**INSTRUCTIONS TO FOLLOW:** From the line that contains "let points = (0..count)" to the last line of the records below, copy everything exactly, both ends included.

**MATERIAL FOR THE TASK:**

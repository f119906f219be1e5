//! Benchmarks for Swd operations.

use criterion::{black_box, criterion_group, criterion_main, Criterion};
use rand::SeedableRng;
use rand_chacha::ChaCha8Rng;
use rand_distr::{Distribution, StandardNormal};
use swd::{NamedSample, Sample, Swd};

fn gaussian_uni(center: f64, count: usize, seed: u64) -> Vec<f64> {
    let mut rng = ChaCha8Rng::seed_from_u64(seed);
    (0..count)
        .map(|_| {
            let z: f64 = StandardNormal.sample(&mut rng);
            center + z
        })
        .collect()
}

fn gaussian_multi(center: (f64, f64), count: usize, seed: u64) -> Sample {
    let mut rng = ChaCha8Rng::seed_from_u64(seed);
    let points = (0..count)
        .map(|_| {
            let dx: f64 = StandardNormal.sample(&mut rng);
            let dy: f64 = StandardNormal.sample(&mut rng);
            vec![center.0 + dx, center.1 + dy]
        })
        .collect();
    Sample::multi(points).unwrap()
}

fn benchmark_wasserstein_1d(c: &mut Criterion) {
    let x = gaussian_uni(0.0, 200, 1);
    let y = gaussian_uni(3.0, 200, 2);

    c.bench_function("wasserstein_1d_200x200", |b| {
        b.iter(|| swd::wasserstein_1d(black_box(&x), black_box(&y), 1001))
    });
}

fn benchmark_sliced(c: &mut Criterion) {
    let x = gaussian_multi((0.0, 0.0), 200, 1);
    let y = gaussian_multi((3.0, 3.0), 200, 2);
    let swd = Swd::with_seed(42);

    c.bench_function("sliced_2d_64_projections", |b| {
        b.iter(|| swd.distance(black_box(&x), black_box(&y)))
    });
}

fn benchmark_matrix(c: &mut Criterion) {
    let samples: Vec<NamedSample> = (0..4)
        .map(|i| {
            NamedSample::new(
                format!("sample_{i}.csv"),
                gaussian_multi((i as f64 * 2.0, 0.0), 200, i as u64),
            )
        })
        .collect();
    let swd = Swd::with_seed(42).projections(16);

    c.bench_function("matrix_4_samples", |b| b.iter(|| swd.matrix(black_box(&samples))));
}

criterion_group!(
    benches,
    benchmark_wasserstein_1d,
    benchmark_sliced,
    benchmark_matrix
);
criterion_main!(benches);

**ANSWER TO THIS PROBLEM:**
    let points = (0..count)
        .map(|_| {
            let dx: f64 = StandardNormal.sample(&mut rng);
            let dy: f64 = StandardNormal.sample(&mut rng);
            vec![center.0 + dx, center.1 + dy]
        })
        .collect();
    Sample::multi(points).unwrap()
}

fn benchmark_wasserstein_1d(c: &mut Criterion) {
    let x = gaussian_uni(0.0, 200, 1);
    let y = gaussian_uni(3.0, 200, 2);

    c.bench_function("wasserstein_1d_200x200", |b| {
        b.iter(|| swd::wasserstein_1d(black_box(&x), black_box(&y), 1001))
    });
}

fn benchmark_sliced(c: &mut Criterion) {
    let x = gaussian_multi((0.0, 0.0), 200, 1);
    let y = gaussian_multi((3.0, 3.0), 200, 2);
    let swd = Swd::with_seed(42);

    c.bench_function("sliced_2d_64_projections", |b| {
        b.iter(|| swd.distance(black_box(&x), black_box(&y)))
    });
}

fn benchmark_matrix(c: &mut Criterion) {
    let samples: Vec<NamedSample> = (0..4)
        .map(|i| {
            NamedSample::new(
                format!("sample_{i}.csv"),
                gaussian_multi((i as f64 * 2.0, 0.0), 200, i as u64),
            )
        })
        .collect();
    let swd = Swd::with_seed(42).projections(16);

    c.bench_function("matrix_4_samples", |b| b.iter(|| swd.matrix(black_box(&samples))));
}

criterion_group!(
    benches,
    benchmark_wasserstein_1d,
    benchmark_sliced,
    benchmark_matrix
);
criterion_main!(benches);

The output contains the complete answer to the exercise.